Another option for fans looking to extend the experience: downloading the soundtrack to The Last Starfighter: A New Musical, which ran off-Broadway at different times between 2004 and 2007. The show — which was performed at events such as the New York Musical Theatre Festival — was an authorized production, earnestly and comically adapting the space adventure for stage.

The musical’s book and lyrics were written by Skip Kennon, who was hesitant to talk about the show or his contract laws that authorized it. Instead, he deferred to Betuel, who has carefully guarded the property for years.

Here’s where things generally reach a dead end for those interested in The Last Starfighter and its potential future — and there are a lot of people interested in the latter. In an age of sequels, spinoffs, reboots, and remakes, the purportedly mysterious status of the rights to The Last Starfighter has flummoxed a generation of writers who grew up with the original.

Because The Last Starfighter wasn’t a preexisting property like a comic book or TV show — a rarity in this day and age — the rights to use its name and characters are not as obvious as, say, Disney owning the rights to an unused Marvel character. Years of Hollywood mergers and splits make it even more complicated.

The movie was distributed by Universal Studios, but it was made by Lorimar Productions, an independent studio that was better known for TV shows such as The Waltons, Full House, and Dallas. Lorimar was bought by Warner Bros. in 1989 and fully absorbed into the conglomerate by 1992. Multiple sources told Yahoo that Universal still has both theatrical and home distribution rights, while Warner Bros. has international distribution rights.

But producing a remake or sequel is another distinct right and is sometimes reserved by the original writer even after selling adaptation and distribution rights. According to one source, Universal owns the right to remake the movie, while Betuel has sequel rights. Another source says that Universal and Warners co-control remake and sequel rights, which helps explain some of the confusion.

“You’ve got this completely byzantine, impenetrable situation where no one seems to know exactly what the deal is,” Whitta said. “Whenever I’ve been in a room in Hollywood, the conversation [goes to], ‘Is there a way to do Starfighter?’ [Executives] will say, ‘We looked into it — there’s no way to get the rights; we don’t understand but can’t get them.’ There are a lot of writers who would kill to have the opportunity to tell a new Starfighter story.”

Whitta tries not to let himself get too deep into his own Starfighter sequel pitch, but can’t help enthuse about writing a sequel that might focus on Alex’s younger brother, who begins playing the Starfighter arcade game at the end of the original. Whitta’s not the only one who has thought in detail about a new film, either.
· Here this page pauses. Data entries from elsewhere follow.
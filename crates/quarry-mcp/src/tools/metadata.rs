//! Metadata tool - detailed metadata for one dataset id

use quarry_domain::DatasetMetadata;
use quarry_engine::EngineError;
use serde::{Deserialize, Serialize};

use crate::context::ToolContext;
use crate::error::ToolError;

/// Parameters for metadata fetch
#[derive(Debug, Deserialize)]
#[serde(rename_all = "camelCase")]
pub struct MetadataParams {
    /// Dataset id (DOI or catalog id) to fetch metadata for
    pub dataset_id: String,
}

/// Outcome of a metadata fetch
#[derive(Debug, Serialize)]
#[serde(untagged)]
pub enum MetadataOutcome {
    /// The dataset's descriptive metadata
    Found(DatasetMetadata),
    /// Structured failure payload
    Error {
        /// Human-readable failure description
        error: String,
    },
}

/// Handle quarry_fetch_metadata tool invocation
///
/// Shares the fetch tool's resolution path but returns only the embedded
/// metadata record.
pub async fn handle_metadata(
    context: &ToolContext,
    params: MetadataParams,
) -> Result<MetadataOutcome, ToolError> {
    let outcome = match context.resolve_dataset(&params.dataset_id).await {
        Ok(Some(dataset)) => MetadataOutcome::Found(dataset.metadata),
        Ok(None) => MetadataOutcome::Error {
            error: EngineError::DatasetNotFound(params.dataset_id).to_string(),
        },
        Err(e) => MetadataOutcome::Error {
            error: e.to_string(),
        },
    };
    Ok(outcome)
}
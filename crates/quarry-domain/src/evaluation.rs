//! Evaluation result - the four-check compatibility score

use serde::{Deserialize, Serialize};

/// Result of evaluating one dataset against user requirements
///
/// Derived on demand and owned solely by the caller that requested it;
/// never persisted.
#[derive(Debug, Clone, PartialEq, Serialize, Deserialize)]
#[serde(rename_all = "camelCase")]
pub struct EvaluationResult {
    /// Evaluation identifier ("eval-<dataset id>")
    pub id: String,

    /// The evaluated dataset
    pub dataset_id: String,

    /// Authors present and non-empty, publication date non-empty
    pub metadata_complete: bool,

    /// License constraint satisfied (or not applicable)
    pub license_compatible: bool,

    /// Format constraint satisfied (or not applicable)
    pub format_compatible: bool,

    /// Publication date on/after the requested start date (or not applicable)
    pub timeliness: bool,

    /// count(true checks) / 4, one of {0, 0.25, 0.5, 0.75, 1.0}
    pub overall_score: f64,

    /// Human-readable summary banded by score
    pub notes: String,

    /// When the evaluation ran (RFC 3339)
    pub evaluated_at: String,
}

impl EvaluationResult {
    /// Number of checks that passed
    pub fn passed_checks(&self) -> usize {
        [
            self.metadata_complete,
            self.license_compatible,
            self.format_compatible,
            self.timeliness,
        ]
        .iter()
        .filter(|&&b| b)
        .count()
    }
}

#[cfg(test)]
mod tests {
    use super::*;

    fn sample(checks: [bool; 4]) -> EvaluationResult {
        EvaluationResult {
            id: "eval-ds-001".to_string(),
            dataset_id: "ds-001".to_string(),
            metadata_complete: checks[0],
            license_compatible: checks[1],
            format_compatible: checks[2],
            timeliness: checks[3],
            overall_score: checks.iter().filter(|&&b| b).count() as f64 / 4.0,
            notes: String::new(),
            evaluated_at: "2024-01-01T00:00:00.000Z".to_string(),
        }
    }

    #[test]
    fn test_passed_checks_counts() {
        assert_eq!(sample([true, true, true, true]).passed_checks(), 4);
        assert_eq!(sample([true, false, true, false]).passed_checks(), 2);
        assert_eq!(sample([false, false, false, false]).passed_checks(), 0);
    }

    #[test]
    fn test_wire_field_names() {
        let json = serde_json::to_value(sample([true, true, false, true])).unwrap();
        assert_eq!(json["datasetId"], "ds-001");
        assert_eq!(json["metadataComplete"], true);
        assert_eq!(json["overallScore"], 0.75);
    }
}
//! Quarry DataCite Provider Layer
//!
//! Client and normalizer for the DataCite REST API.
//!
//! # Architecture
//!
//! Raw DOI payloads deserialize into the schema-typed structures in
//! [`payload`]; the [`normalize`] module maps those into canonical
//! [`quarry_domain::Dataset`] records with a defined fallback rule for
//! every optional field. [`DataCiteClient`] ties the two together over
//! HTTP.
//!
//! Missing optional attributes are never errors: they degrade to absent
//! fields. Only a body that is not even the expected JSON shape, or a
//! non-2xx response, produces a [`DataCiteError`].
//!
//! # Examples
//!
//! ```
//! use quarry_datacite::normalize_record;
//! use quarry_datacite::payload::DoiRecord;
//!
//! let record: DoiRecord = serde_json::from_str(
//!     r#"{ "id": "10.1234/example", "attributes": { "publicationYear": 2024 } }"#
//! ).unwrap();
//! let dataset = normalize_record(&record);
//! assert_eq!(dataset.id, "10.1234/example");
//! assert_eq!(dataset.metadata.publication_date, "2024-01-01");
//! ```

#![warn(missing_docs)]

pub mod client;
pub mod config;
pub mod normalize;
pub mod payload;

use thiserror::Error;

pub use client::{DataCiteClient, SearchOptions};
pub use config::DataCiteConfig;
pub use normalize::normalize_record;

/// Errors that can occur talking to the DataCite API
#[derive(Error, Debug)]
pub enum DataCiteError {
    /// Non-2xx HTTP response from the provider
    #[error("DataCite request failed: {status} {status_text}")]
    Upstream {
        /// HTTP status code
        status: u16,
        /// HTTP status text ("Not Found", "Bad Gateway", ...)
        status_text: String,
    },

    /// Transport-level failure (connection refused, timeout, DNS)
    #[error("Communication error: {0}")]
    Communication(String),

    /// Response body was not the expected JSON shape
    #[error("Invalid response: {0}")]
    InvalidResponse(String),

    /// Configuration rejected by validation
    #[error("Invalid configuration: {0}")]
    InvalidConfig(String),
}
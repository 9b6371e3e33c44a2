//! Researcher requirements - the constraints datasets are scored against
//!
//! Requirements arrive from the orchestration layer as loosely-shaped
//! JSON. They deserialize into these tagged structures at the boundary,
//! so the evaluation engine only ever sees named optional fields with
//! explicit presence checks.

use serde::{Deserialize, Serialize};

/// An optionally-bounded publication date range
#[derive(Debug, Clone, Default, PartialEq, Eq, Serialize, Deserialize)]
#[serde(rename_all = "camelCase")]
pub struct DateRange {
    /// Earliest publication date to include (YYYY-MM-DD)
    #[serde(default, skip_serializing_if = "Option::is_none")]
    pub start_date: Option<String>,

    /// Latest publication date to include (YYYY-MM-DD)
    #[serde(default, skip_serializing_if = "Option::is_none")]
    pub end_date: Option<String>,
}

impl DateRange {
    /// True when neither bound is set
    pub fn is_unbounded(&self) -> bool {
        self.start_date.is_none() && self.end_date.is_none()
    }
}

/// User-supplied constraints for dataset evaluation
///
/// Every field is optional; an absent constraint never fails a check.
#[derive(Debug, Clone, Default, PartialEq, Eq, Serialize, Deserialize)]
#[serde(rename_all = "camelCase")]
pub struct DatasetRequirements {
    /// Required data formats, matched exactly against the dataset's
    /// format list (e.g. "CSV", "JSON", "Parquet")
    #[serde(default, skip_serializing_if = "Option::is_none")]
    pub format_constraints: Option<Vec<String>>,

    /// Acceptable licenses, matched as case-insensitive substrings of the
    /// dataset's license text (e.g. "CC-BY", "Public Domain")
    #[serde(default, skip_serializing_if = "Option::is_none")]
    pub license_constraints: Option<Vec<String>>,

    /// Required publication date range
    #[serde(default, skip_serializing_if = "Option::is_none")]
    pub date_range: Option<DateRange>,
}

impl DatasetRequirements {
    /// True when no constraint at all is set
    pub fn is_empty(&self) -> bool {
        self.format_constraints.is_none()
            && self.license_constraints.is_none()
            && self.date_range.is_none()
    }
}

#[cfg(test)]
mod tests {
    use super::*;

    #[test]
    fn test_requirements_deserialize_camel_case() {
        let json = r#"{
            "formatConstraints": ["CSV"],
            "licenseConstraints": ["CC-BY"],
            "dateRange": { "startDate": "2020-01-01" }
        }"#;
        let req: DatasetRequirements = serde_json::from_str(json).unwrap();
        assert_eq!(req.format_constraints, Some(vec!["CSV".to_string()]));
        assert_eq!(req.license_constraints, Some(vec!["CC-BY".to_string()]));
        let range = req.date_range.unwrap();
        assert_eq!(range.start_date.as_deref(), Some("2020-01-01"));
        assert_eq!(range.end_date, None);
    }

    #[test]
    fn test_empty_requirements() {
        let req: DatasetRequirements = serde_json::from_str("{}").unwrap();
        assert!(req.is_empty());
    }

    #[test]
    fn test_date_range_unbounded() {
        assert!(DateRange::default().is_unbounded());
        let bounded = DateRange {
            start_date: Some("2020-01-01".to_string()),
            end_date: None,
        };
        assert!(!bounded.is_unbounded());
    }
}
//! Metadata command implementation.

use crate::cli::MetadataArgs;
use crate::error::{CliError, Result};
use crate::output::Formatter;
use quarry_mcp::tools::{handle_metadata, MetadataOutcome, MetadataParams};
use quarry_mcp::ToolContext;

/// Execute the metadata command.
pub async fn execute_metadata(
    args: MetadataArgs,
    context: &ToolContext,
    formatter: &Formatter,
) -> Result<()> {
    let params = MetadataParams {
        dataset_id: args.dataset_id,
    };

    match handle_metadata(context, params).await? {
        MetadataOutcome::Found(metadata) => {
            println!("{}", formatter.format_metadata(&metadata)?);
            Ok(())
        }
        MetadataOutcome::Error { error } => Err(CliError::Resolution(error)),
    }
}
As Seth Rogen said in a widely remarked-upon tweet this winter, not only had he looked into securing the rights, but even Steven Spielberg — whose ‘70s and ‘80s sci-fi output in some ways created the template for The Last Starfighter — had failed to acquire the rights to make it.


The consensus at the time was that Betuel owned the rights to the film, had gone into hiding, and was acting as the thorn in the side of any sort of derivative movie. But that is far from the truth, Betuel promises.

“I saw that, and it painted me as the Howard Hughes, bah humbug, standing in the way,” he said, laughing. “That was hilarious. Hilarious and inaccurate.”

For starters, Betuel has hardly disappeared. Though he made a few other movies over the decade following Starfighter (including Theodore Rex, which starred Whoopi Goldberg and a talking dinosaur), he’s carved out a thriving second career in the field that Starfighter helped pioneer, co-founding the visual-effects company Luma Pictures in 2002.

And he’s not exactly holding up progress on another Starfighter adventure. In fact, he wrote a sequel four or five years ago, but legal issues kept a nascent production from taking off. He’s still trying to get the franchise off the ground; when asked what happened to the other two chapters he had originally written, Betuel hinted, albeit cryptically, that there was more to come.

“This gets tied up in all kinds of stuff [regarding] what the next step is, and I’m working on that right now… There are a lot of things going on that will see the light of day,” he said, keeping things vague but promising more news to come. “It’s complicated, it’s great, it’s a privilege, and it’s going to be taken care of… It’s good to be working with a team that wants to see it go. I think that the story deserves to continue.”

And so, after 30 years of quietly buzzing around the subconscious memories of ’80s kids and a generation of geeks, The Last Starfighter may yet take off again. But even if it doesn’t, well, its star is OK with that too.

“Most of us have come across a movie that was maybe not so popular when it came out, and were like, ‘Hey, this is a great movie,’” Guest reflected. “I think that’s what happened with Starfighter. Even if it didn’t translate into box-office power, it is to me a legitimized movie. It makes me feel good, because I was a big fan of cult movies, a big fan of things that weren’t necessarily overexposed but earned their own credibility through just people liking it. And I feel that way about The Last Starfighter.”